Called bridge jumping, it is the art of jumping off a bridge on a hot summer day and landing in the water below without hitting a passing raft or hitting the bottom of the water and dying.
In West Glacier it takes on an even more special aspect since the bridge used for jumping is the only one spanning the Middle Fork of the Flathead River that was not destroyed in the great flood of 1964. These days it is closed to all but foot traffic. However, the log, cement and steel structure just waits until once again it can be called into service, bringing West Glacier into contact with Glacier Park Headquarters across the river.
In the meantime, the art of bridge jumping is practiced there most every day of the week all summer long.
The sport of bridge jumping seems to transcend ages. On the days we were there watching jumpers there were 60-year-olds and 8-year-olds jumping. Men and women, boys and girls.
And, of course, since that stretch of the Middle Fork is the outlet for thousands of white-water rafters all summer long, the rafters spend their days shouting to the jumpers to jump and display their knowledge of the sport to those paddling by on their rafts.
The jump off the bridge is probably about 30 feet high. Maybe higher. We are terrible judging distances when looking down from the bridge to the water. We were told that the river was probably 15 feet deep at that point and that no one has ever touched the bottom by accident.
There are several stances to West Glacier bridge jumping. There are many choices depending on how high above the river the jumper wants to be and the position of the jumper when jumping.

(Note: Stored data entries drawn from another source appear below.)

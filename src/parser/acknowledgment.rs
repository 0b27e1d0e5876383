//! Acknowledgment file parser
//!
//! Parses the processor's response to a prior PTS submission. Each line is
//! dispatched by its leading record-type code: `"A"` to the detail decoder,
//! `"B"` to the general decoder. Any other code is silently ignored.
//!
//! # Error Handling
//!
//! - A missing file is fatal for the file only: `parse_file` returns
//!   `Ok(None)` after reporting `FileNotFound`.
//! - A line too short to carry a record-type code is reported and skipped.
//! - A record that fails field validation is appended as an invalid
//!   placeholder, preserving the positional record count.
//! - Zero detail records is informational (legitimately empty file); a
//!   general-record count other than one is a warning.

use std::fs::File;
use std::io::{BufRead, BufReader, ErrorKind};
use std::path::Path;

use tracing::{info, warn};

use crate::codec::FieldCursor;
use crate::parser::{decode_amount_field, decode_integer_field, RECORD_TYPE_WIDTH};
use crate::types::{
    Acknowledgment, DetailAcknowledgment, GeneralAcknowledgment, ParseWarning, RecordOutcome,
    ResultCode, SettlementError,
};

/// Record-type code of a detail (per-transaction) acknowledgment line
const DETAIL_RECORD_CODE: &str = "A";

/// Record-type code of a general (submission-level) acknowledgment line
const GENERAL_RECORD_CODE: &str = "B";

/// Result of parsing one Acknowledgment file
#[derive(Debug, Clone, PartialEq)]
pub struct ParsedAcknowledgment {
    /// The decoded aggregate, invalid placeholders included
    pub acknowledgment: Acknowledgment,
    /// Every reported condition, in the order encountered
    pub warnings: Vec<ParseWarning>,
}

/// Parser for one Acknowledgment file
///
/// Holds only the file's own cursor state (line number, record collections);
/// separate files are parsed by separate instances with no shared state.
#[derive(Debug)]
pub struct AcknowledgmentParser {
    file_name: String,
    line_number: u64,
    acknowledgment: Acknowledgment,
    warnings: Vec<ParseWarning>,
}

impl AcknowledgmentParser {
    /// Create a parser for the named file
    ///
    /// The name is carried into every structured log entry for this parse.
    pub fn new(file_name: impl Into<String>) -> Self {
        AcknowledgmentParser {
            file_name: file_name.into(),
            line_number: 0,
            acknowledgment: Acknowledgment::new(),
            warnings: Vec::new(),
        }
    }

    /// Parse an Acknowledgment file from disk
    ///
    /// # Returns
    ///
    /// * `Ok(Some(parsed))` - the file was read; inspect its warnings
    /// * `Ok(None)` - the file does not exist; `FileNotFound` was reported
    ///   (fatal for this file, non-fatal for the caller's batch)
    ///
    /// # Errors
    ///
    /// Returns an error for I/O failures other than a missing file.
    pub fn parse_file(path: &Path) -> Result<Option<ParsedAcknowledgment>, SettlementError> {
        let file = match File::open(path) {
            Ok(file) => file,
            Err(error) if error.kind() == ErrorKind::NotFound => {
                warn!(
                    code = ResultCode::FileNotFound.code(),
                    file = %path.display(),
                    "acknowledgment file not found"
                );
                return Ok(None);
            }
            Err(error) => return Err(error.into()),
        };

        let file_name = path
            .file_name()
            .and_then(|name| name.to_str())
            .map(str::to_string)
            .unwrap_or_else(|| path.display().to_string());

        let parser = AcknowledgmentParser::new(file_name);
        parser.parse(BufReader::new(file)).map(Some)
    }

    /// Parse Acknowledgment records from a line-oriented reader
    ///
    /// Lines may be `\r\n` or `\n` delimited.
    ///
    /// # Errors
    ///
    /// Returns an error only for I/O failures; malformed content is reported
    /// and parsing continues.
    pub fn parse<R: BufRead>(mut self, reader: R) -> Result<ParsedAcknowledgment, SettlementError> {
        for line in reader.lines() {
            let line = line?;
            self.line_number += 1;
            self.process_line(line.trim_end_matches('\r'));
        }

        Ok(self.finish())
    }

    /// Dispatch one line by its leading record-type code
    fn process_line(&mut self, line: &str) {
        if line.len() <= RECORD_TYPE_WIDTH {
            warn!(
                code = ResultCode::UnexpectedEndOfRecord.code(),
                line = self.line_number,
                file = %self.file_name,
                "line too short to carry a record"
            );
            self.warnings.push(ParseWarning::at_line(
                ResultCode::UnexpectedEndOfRecord,
                self.line_number,
                "line too short to carry a record",
            ));
            return;
        }

        match line.get(..RECORD_TYPE_WIDTH) {
            Some(DETAIL_RECORD_CODE) => {
                let outcome = self.decode_detail(line);
                self.push_detail(outcome);
            }
            Some(GENERAL_RECORD_CODE) => {
                let outcome = self.decode_general(line);
                self.push_general(outcome);
            }
            // Unrecognized record types are dropped without a log entry.
            _ => {}
        }
    }

    /// Decode a detail ("A") record
    ///
    /// The cursor consumes every declared field even after a failure so that
    /// later offsets stay aligned; validity is checked once at the end.
    fn decode_detail(&self, line: &str) -> RecordOutcome<DetailAcknowledgment> {
        let mut cursor = FieldCursor::new(line, self.line_number, &self.file_name);

        cursor.verify_literal("record id", "A");
        let token = cursor.extract_field("token", 16);
        cursor.verify_literal("transaction code", "6");
        let amount = cursor.extract_field("transaction amount", 8);
        let transaction_date = cursor.extract_field("transaction date", 4);
        let authorization_code = cursor.extract_field("authorization code", 6);
        let authorization_date = cursor.extract_field("authorization date", 4);
        let acknowledgement_code = cursor.extract_field("acknowledgement code", 4);
        let reference_number = cursor.extract_field("reference number", 8);
        let sequence = cursor.extract_field("record sequence number", 6);
        let merchant_descriptor = cursor.extract_field("merchant descriptor", 21);
        cursor.verify_literal("card type", "T");

        let transaction_amount = decode_amount_field(&mut cursor, "transaction amount", amount);
        let record_sequence_number =
            decode_integer_field(&mut cursor, "record sequence number", sequence);

        if !cursor.is_valid() {
            return RecordOutcome::Invalid;
        }

        RecordOutcome::Valid(DetailAcknowledgment {
            token: token.unwrap_or_default().to_string(),
            transaction_amount,
            transaction_date: transaction_date.unwrap_or_default().to_string(),
            authorization_code: authorization_code.unwrap_or_default().to_string(),
            authorization_date: authorization_date.unwrap_or_default().to_string(),
            acknowledgement_code: acknowledgement_code.unwrap_or_default().to_string(),
            reference_number: reference_number.unwrap_or_default().to_string(),
            record_sequence_number,
            merchant_descriptor: merchant_descriptor.unwrap_or_default().to_string(),
        })
    }

    /// Decode a general ("B") record
    fn decode_general(&self, line: &str) -> RecordOutcome<GeneralAcknowledgment> {
        let mut cursor = FieldCursor::new(line, self.line_number, &self.file_name);

        cursor.verify_literal("record id", "B");
        let sales_deposit = cursor.extract_field("sales deposit amount", 9);
        let credit = cursor.extract_field("credit amount", 9);
        let cash_advance_deposit = cursor.extract_field("cash advance deposit amount", 9);
        let acknowledgement_code = cursor.extract_field("acknowledgement code", 4);
        cursor.verify_literal("filler", "     ");
        let sequence = cursor.extract_field("record sequence number", 6);
        let submission_id = cursor.extract_field("submission id", 9);
        cursor.verify_literal("filler", "        ");
        let deposit_auth_request = cursor.extract_field("deposit auth request amount", 9);
        let cash_advance_auth = cursor.extract_field("cash advance deposit auth amount", 9);
        let follow_up_indicator = cursor.extract_field("follow-up ack indicator", 1);
        cursor.verify_literal("filler", " ");

        let sales_deposit_amount =
            decode_amount_field(&mut cursor, "sales deposit amount", sales_deposit);
        let credit_amount = decode_amount_field(&mut cursor, "credit amount", credit);
        let cash_advance_deposit_amount = decode_amount_field(
            &mut cursor,
            "cash advance deposit amount",
            cash_advance_deposit,
        );
        let record_sequence_number =
            decode_integer_field(&mut cursor, "record sequence number", sequence);
        let deposit_auth_request_amount = decode_amount_field(
            &mut cursor,
            "deposit auth request amount",
            deposit_auth_request,
        );
        let cash_advance_deposit_auth_amount = decode_amount_field(
            &mut cursor,
            "cash advance deposit auth amount",
            cash_advance_auth,
        );

        if !cursor.is_valid() {
            return RecordOutcome::Invalid;
        }

        RecordOutcome::Valid(GeneralAcknowledgment {
            sales_deposit_amount,
            credit_amount,
            cash_advance_deposit_amount,
            acknowledgement_code: acknowledgement_code.unwrap_or_default().to_string(),
            record_sequence_number,
            submission_id: submission_id.unwrap_or_default().to_string(),
            deposit_auth_request_amount,
            cash_advance_deposit_auth_amount,
            follow_up_indicator: follow_up_indicator.unwrap_or_default().to_string(),
        })
    }

    fn push_detail(&mut self, outcome: RecordOutcome<DetailAcknowledgment>) {
        if !outcome.is_valid() {
            self.warnings.push(ParseWarning::at_line(
                ResultCode::InvalidRecord,
                self.line_number,
                "detail acknowledgment failed field validation",
            ));
        }
        self.acknowledgment.detail_acknowledgments.push(outcome);
    }

    fn push_general(&mut self, outcome: RecordOutcome<GeneralAcknowledgment>) {
        if !outcome.is_valid() {
            self.warnings.push(ParseWarning::at_line(
                ResultCode::InvalidRecord,
                self.line_number,
                "general acknowledgment failed field validation",
            ));
        }
        self.acknowledgment.general_acknowledgments.push(outcome);
    }

    /// Validate record-count expectations and hand back the aggregate
    ///
    /// Neither condition aborts the parse: an empty detail set may be
    /// legitimate, and a missing (or duplicated) general record still leaves
    /// the detail records usable.
    fn finish(mut self) -> ParsedAcknowledgment {
        if self.acknowledgment.detail_acknowledgments.is_empty() {
            info!(
                file = %self.file_name,
                "acknowledgment file contained no detail records"
            );
        }

        let general_count = self.acknowledgment.general_acknowledgments.len();
        if general_count != 1 {
            warn!(
                code = ResultCode::FileMissingExpectedRecord.code(),
                file = %self.file_name,
                count = general_count,
                "expected exactly one general acknowledgment record"
            );
            self.warnings.push(ParseWarning::file_level(
                ResultCode::FileMissingExpectedRecord,
                format!(
                    "expected exactly one general acknowledgment record, found {}",
                    general_count
                ),
            ));
        }

        ParsedAcknowledgment {
            acknowledgment: self.acknowledgment,
            warnings: self.warnings,
        }
    }
}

Just below the bridge planking is a cement pier that seems to represent "safe" jumping. Those more daring will jump from the bridge railing.
And there is that all-important stance. Most jump feet first straight down into the greenish water. But those who are practicing what is called there stylin' (which we think means styling or to do the jump with great style) start in a stance that ends with them going head first into the water. Those who want to demonstrate really great stylin' will jump off the bridge backwards ending up head first into the water.
While we were there, a group of teenagers were teaching another one some stylin' and we heard them say that he had only about one second to get his head tucked and to hit the water right after seeing the water below. That fellow did no stylin' while we were there but instead slunk off to get more courage for another day.
Probably it is very dangerous. So why do it? One girl said it all in three words after she had jumped. "What a rush!" she exclaimed as she ran up the bank to do it all over again.
And we decided that although not for us, one could do worse than to be a jumper off bridges. Especially at West Glacier on a hot August afternoon.